[Start of Attachment]

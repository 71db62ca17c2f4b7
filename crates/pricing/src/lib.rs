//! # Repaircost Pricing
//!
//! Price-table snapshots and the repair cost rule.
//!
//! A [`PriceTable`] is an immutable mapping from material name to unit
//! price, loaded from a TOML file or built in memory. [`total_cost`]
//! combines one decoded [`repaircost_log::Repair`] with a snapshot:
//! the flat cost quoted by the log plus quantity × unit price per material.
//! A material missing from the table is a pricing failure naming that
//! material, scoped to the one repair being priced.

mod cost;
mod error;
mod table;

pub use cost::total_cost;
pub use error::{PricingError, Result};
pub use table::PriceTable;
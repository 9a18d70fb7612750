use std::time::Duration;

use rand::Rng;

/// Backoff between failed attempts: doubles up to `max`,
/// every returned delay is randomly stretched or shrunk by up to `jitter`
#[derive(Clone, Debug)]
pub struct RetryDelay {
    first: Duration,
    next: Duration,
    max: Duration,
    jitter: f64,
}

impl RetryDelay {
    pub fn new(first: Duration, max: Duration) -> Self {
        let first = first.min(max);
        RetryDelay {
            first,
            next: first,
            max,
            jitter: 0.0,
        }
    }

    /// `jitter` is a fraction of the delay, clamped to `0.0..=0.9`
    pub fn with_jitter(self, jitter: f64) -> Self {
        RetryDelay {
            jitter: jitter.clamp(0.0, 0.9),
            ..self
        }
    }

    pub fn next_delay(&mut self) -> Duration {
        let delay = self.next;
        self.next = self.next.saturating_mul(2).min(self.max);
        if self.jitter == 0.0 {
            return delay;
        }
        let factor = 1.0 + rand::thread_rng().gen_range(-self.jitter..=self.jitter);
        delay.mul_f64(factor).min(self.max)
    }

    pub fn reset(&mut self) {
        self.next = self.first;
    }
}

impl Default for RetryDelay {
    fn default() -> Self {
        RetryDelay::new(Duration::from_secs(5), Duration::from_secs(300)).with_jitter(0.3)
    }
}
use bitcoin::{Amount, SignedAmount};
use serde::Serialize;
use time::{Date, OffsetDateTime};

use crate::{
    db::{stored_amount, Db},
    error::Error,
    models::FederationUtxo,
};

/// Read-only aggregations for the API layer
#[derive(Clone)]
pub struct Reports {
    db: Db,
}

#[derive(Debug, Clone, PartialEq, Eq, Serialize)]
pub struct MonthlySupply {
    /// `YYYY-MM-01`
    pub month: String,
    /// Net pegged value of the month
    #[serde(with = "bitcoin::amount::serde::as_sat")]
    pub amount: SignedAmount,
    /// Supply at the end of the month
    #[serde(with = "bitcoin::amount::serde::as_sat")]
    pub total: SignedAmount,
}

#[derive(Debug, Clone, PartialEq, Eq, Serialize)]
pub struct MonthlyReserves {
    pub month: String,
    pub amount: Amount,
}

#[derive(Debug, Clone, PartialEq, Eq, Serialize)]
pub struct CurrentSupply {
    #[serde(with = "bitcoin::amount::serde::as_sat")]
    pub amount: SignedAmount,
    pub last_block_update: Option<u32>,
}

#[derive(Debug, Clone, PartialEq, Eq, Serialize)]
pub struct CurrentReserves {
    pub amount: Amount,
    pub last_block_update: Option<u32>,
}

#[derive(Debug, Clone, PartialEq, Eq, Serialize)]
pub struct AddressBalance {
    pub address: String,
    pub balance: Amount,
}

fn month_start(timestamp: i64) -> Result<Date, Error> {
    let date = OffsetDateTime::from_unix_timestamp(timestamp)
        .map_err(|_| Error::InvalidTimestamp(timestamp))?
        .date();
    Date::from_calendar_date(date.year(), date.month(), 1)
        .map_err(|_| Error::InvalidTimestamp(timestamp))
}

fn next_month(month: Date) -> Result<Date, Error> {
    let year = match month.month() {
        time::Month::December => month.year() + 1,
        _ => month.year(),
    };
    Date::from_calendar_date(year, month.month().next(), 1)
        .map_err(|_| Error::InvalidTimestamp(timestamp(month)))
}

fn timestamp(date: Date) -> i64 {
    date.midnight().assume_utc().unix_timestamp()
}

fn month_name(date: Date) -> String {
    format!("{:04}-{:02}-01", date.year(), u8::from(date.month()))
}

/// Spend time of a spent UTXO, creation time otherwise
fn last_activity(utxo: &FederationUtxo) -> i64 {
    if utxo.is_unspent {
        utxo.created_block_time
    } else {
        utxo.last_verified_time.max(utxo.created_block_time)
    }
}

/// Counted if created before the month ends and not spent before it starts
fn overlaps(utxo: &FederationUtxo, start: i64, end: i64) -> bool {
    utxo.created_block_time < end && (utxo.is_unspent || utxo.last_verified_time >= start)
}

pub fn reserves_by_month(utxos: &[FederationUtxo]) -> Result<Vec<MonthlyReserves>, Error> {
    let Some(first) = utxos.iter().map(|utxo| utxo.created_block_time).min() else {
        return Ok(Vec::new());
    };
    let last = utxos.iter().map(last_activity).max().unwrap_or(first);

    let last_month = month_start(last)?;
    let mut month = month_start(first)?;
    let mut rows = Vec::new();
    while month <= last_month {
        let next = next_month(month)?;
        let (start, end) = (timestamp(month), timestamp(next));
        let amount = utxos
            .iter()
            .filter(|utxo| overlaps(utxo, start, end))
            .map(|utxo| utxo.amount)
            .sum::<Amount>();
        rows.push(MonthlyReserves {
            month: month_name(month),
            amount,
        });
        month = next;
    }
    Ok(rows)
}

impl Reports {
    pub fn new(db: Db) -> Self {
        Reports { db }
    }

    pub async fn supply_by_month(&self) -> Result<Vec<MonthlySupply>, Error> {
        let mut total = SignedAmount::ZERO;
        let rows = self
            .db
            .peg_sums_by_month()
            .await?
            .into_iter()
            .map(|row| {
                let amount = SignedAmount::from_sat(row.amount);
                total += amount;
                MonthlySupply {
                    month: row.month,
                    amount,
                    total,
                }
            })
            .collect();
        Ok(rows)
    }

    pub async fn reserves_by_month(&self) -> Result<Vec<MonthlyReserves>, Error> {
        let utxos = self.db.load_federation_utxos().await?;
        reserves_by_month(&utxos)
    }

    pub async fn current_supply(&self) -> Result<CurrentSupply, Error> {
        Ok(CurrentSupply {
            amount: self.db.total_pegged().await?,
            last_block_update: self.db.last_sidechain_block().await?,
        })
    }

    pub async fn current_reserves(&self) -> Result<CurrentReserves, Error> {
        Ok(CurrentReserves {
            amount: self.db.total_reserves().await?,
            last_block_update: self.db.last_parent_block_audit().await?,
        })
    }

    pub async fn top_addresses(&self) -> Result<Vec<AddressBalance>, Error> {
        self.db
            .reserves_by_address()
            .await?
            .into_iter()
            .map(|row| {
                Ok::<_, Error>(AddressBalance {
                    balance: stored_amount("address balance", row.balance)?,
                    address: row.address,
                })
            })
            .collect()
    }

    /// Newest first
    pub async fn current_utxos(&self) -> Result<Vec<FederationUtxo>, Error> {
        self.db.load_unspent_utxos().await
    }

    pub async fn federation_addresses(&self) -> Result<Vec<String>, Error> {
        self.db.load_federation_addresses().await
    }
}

[End of Attachment]

Output all of the data again. Match it exactly.

repository 71db62ca17c2f4b7
filename crates/pricing/src/lib.rs
//! # Repaircost Pricing
//!
//! Price-table snapshots and the repair cost rule.
//!
//! A [`PriceTable`] is an immutable mapping from material name to unit
//! price, loaded from a TOML file or built in memory. [`total_cost`]
//! combines one decoded [`repaircost_log::Repair`] with a snapshot:
//! the flat cost quoted by the log plus quantity × unit price per material.
//! A material missing from the table is a pricing failure naming that
//! material, scoped to the one repair being priced.

mod cost;
mod error;
mod table;

pub use cost::total_cost;
pub use error::{PricingError, Result};
pub use table::PriceTable;
repository 9a18d70fb7612750
use std::time::Duration;

use rand::Rng;

/// Backoff between failed attempts: doubles up to `max`,
/// every returned delay is randomly stretched or shrunk by up to `jitter`
#[derive(Clone, Debug)]
pub struct RetryDelay {
    first: Duration,
    next: Duration,
    max: Duration,
    jitter: f64,
}

impl RetryDelay {
    pub fn new(first: Duration, max: Duration) -> Self {
        let first = first.min(max);
        RetryDelay {
            first,
            next: first,
            max,
            jitter: 0.0,
        }
    }

    /// `jitter` is a fraction of the delay, clamped to `0.0..=0.9`
    pub fn with_jitter(self, jitter: f64) -> Self {
        RetryDelay {
            jitter: jitter.clamp(0.0, 0.9),
            ..self
        }
    }

    pub fn next_delay(&mut self) -> Duration {
        let delay = self.next;
        self.next = self.next.saturating_mul(2).min(self.max);
        if self.jitter == 0.0 {
            return delay;
        }
        let factor = 1.0 + rand::thread_rng().gen_range(-self.jitter..=self.jitter);
        delay.mul_f64(factor).min(self.max)
    }

    pub fn reset(&mut self) {
        self.next = self.first;
    }
}

impl Default for RetryDelay {
    fn default() -> Self {
        RetryDelay::new(Duration::from_secs(5), Duration::from_secs(300)).with_jitter(0.3)
    }
}
use bitcoin::{Amount, SignedAmount};
use serde::Serialize;
use time::{Date, OffsetDateTime};

use crate::{
    db::{stored_amount, Db},
    error::Error,
    models::FederationUtxo,
};

/// Read-only aggregations for the API layer
#[derive(Clone)]
pub struct Reports {
    db: Db,
}

#[derive(Debug, Clone, PartialEq, Eq, Serialize)]
pub struct MonthlySupply {
    /// `YYYY-MM-01`
    pub month: String,
    /// Net pegged value of the month
    #[serde(with = "bitcoin::amount::serde::as_sat")]
    pub amount: SignedAmount,
    /// Supply at the end of the month
    #[serde(with = "bitcoin::amount::serde::as_sat")]
    pub total: SignedAmount,
}

#[derive(Debug, Clone, PartialEq, Eq, Serialize)]
pub struct MonthlyReserves {
    pub month: String,
    pub amount: Amount,
}

#[derive(Debug, Clone, PartialEq, Eq, Serialize)]
pub struct CurrentSupply {
    #[serde(with = "bitcoin::amount::serde::as_sat")]
    pub amount: SignedAmount,
    pub last_block_update: Option<u32>,
}

#[derive(Debug, Clone, PartialEq, Eq, Serialize)]
pub struct CurrentReserves {
    pub amount: Amount,
    pub last_block_update: Option<u32>,
}

#[derive(Debug, Clone, PartialEq, Eq, Serialize)]
pub struct AddressBalance {
    pub address: String,
    pub balance: Amount,
}

fn month_start(timestamp: i64) -> Result<Date, Error> {
    let date = OffsetDateTime::from_unix_timestamp(timestamp)
        .map_err(|_| Error::InvalidTimestamp(timestamp))?
        .date();
    Date::from_calendar_date(date.year(), date.month(), 1)
        .map_err(|_| Error::InvalidTimestamp(timestamp))
}

fn next_month(month: Date) -> Result<Date, Error> {
    let year = match month.month() {
        time::Month::December => month.year() + 1,
        _ => month.year(),
    };
    Date::from_calendar_date(year, month.month().next(), 1)
        .map_err(|_| Error::InvalidTimestamp(timestamp(month)))
}

fn timestamp(date: Date) -> i64 {
    date.midnight().assume_utc().unix_timestamp()
}

fn month_name(date: Date) -> String {
    format!("{:04}-{:02}-01", date.year(), u8::from(date.month()))
}

/// Spend time of a spent UTXO, creation time otherwise
fn last_activity(utxo: &FederationUtxo) -> i64 {
    if utxo.is_unspent {
        utxo.created_block_time
    } else {
        utxo.last_verified_time.max(utxo.created_block_time)
    }
}

/// Counted if created before the month ends and not spent before it starts
fn overlaps(utxo: &FederationUtxo, start: i64, end: i64) -> bool {
    utxo.created_block_time < end && (utxo.is_unspent || utxo.last_verified_time >= start)
}

pub fn reserves_by_month(utxos: &[FederationUtxo]) -> Result<Vec<MonthlyReserves>, Error> {
    let Some(first) = utxos.iter().map(|utxo| utxo.created_block_time).min() else {
        return Ok(Vec::new());
    };
    let last = utxos.iter().map(last_activity).max().unwrap_or(first);

    let last_month = month_start(last)?;
    let mut month = month_start(first)?;
    let mut rows = Vec::new();
    while month <= last_month {
        let next = next_month(month)?;
        let (start, end) = (timestamp(month), timestamp(next));
        let amount = utxos
            .iter()
            .filter(|utxo| overlaps(utxo, start, end))
            .map(|utxo| utxo.amount)
            .sum::<Amount>();
        rows.push(MonthlyReserves {
            month: month_name(month),
            amount,
        });
        month = next;
    }
    Ok(rows)
}

impl Reports {
    pub fn new(db: Db) -> Self {
        Reports { db }
    }

    pub async fn supply_by_month(&self) -> Result<Vec<MonthlySupply>, Error> {
        let mut total = SignedAmount::ZERO;
        let rows = self
            .db
            .peg_sums_by_month()
            .await?
            .into_iter()
            .map(|row| {
                let amount = SignedAmount::from_sat(row.amount);
                total += amount;
                MonthlySupply {
                    month: row.month,
                    amount,
                    total,
                }
            })
            .collect();
        Ok(rows)
    }

    pub async fn reserves_by_month(&self) -> Result<Vec<MonthlyReserves>, Error> {
        let utxos = self.db.load_federation_utxos().await?;
        reserves_by_month(&utxos)
    }

    pub async fn current_supply(&self) -> Result<CurrentSupply, Error> {
        Ok(CurrentSupply {
            amount: self.db.total_pegged().await?,
            last_block_update: self.db.last_sidechain_block().await?,
        })
    }

    pub async fn current_reserves(&self) -> Result<CurrentReserves, Error> {
        Ok(CurrentReserves {
            amount: self.db.total_reserves().await?,
            last_block_update: self.db.last_parent_block_audit().await?,
        })
    }

    pub async fn top_addresses(&self) -> Result<Vec<AddressBalance>, Error> {
        self.db
            .reserves_by_address()
            .await?
            .into_iter()
            .map(|row| {
                Ok::<_, Error>(AddressBalance {
                    balance: stored_amount("address balance", row.balance)?,
                    address: row.address,
                })
            })
            .collect()
    }

    /// Newest first
    pub async fn current_utxos(&self) -> Result<Vec<FederationUtxo>, Error> {
        self.db.load_unspent_utxos().await
    }

    pub async fn federation_addresses(&self) -> Result<Vec<String>, Error> {
        self.db.load_federation_addresses().await
    }
}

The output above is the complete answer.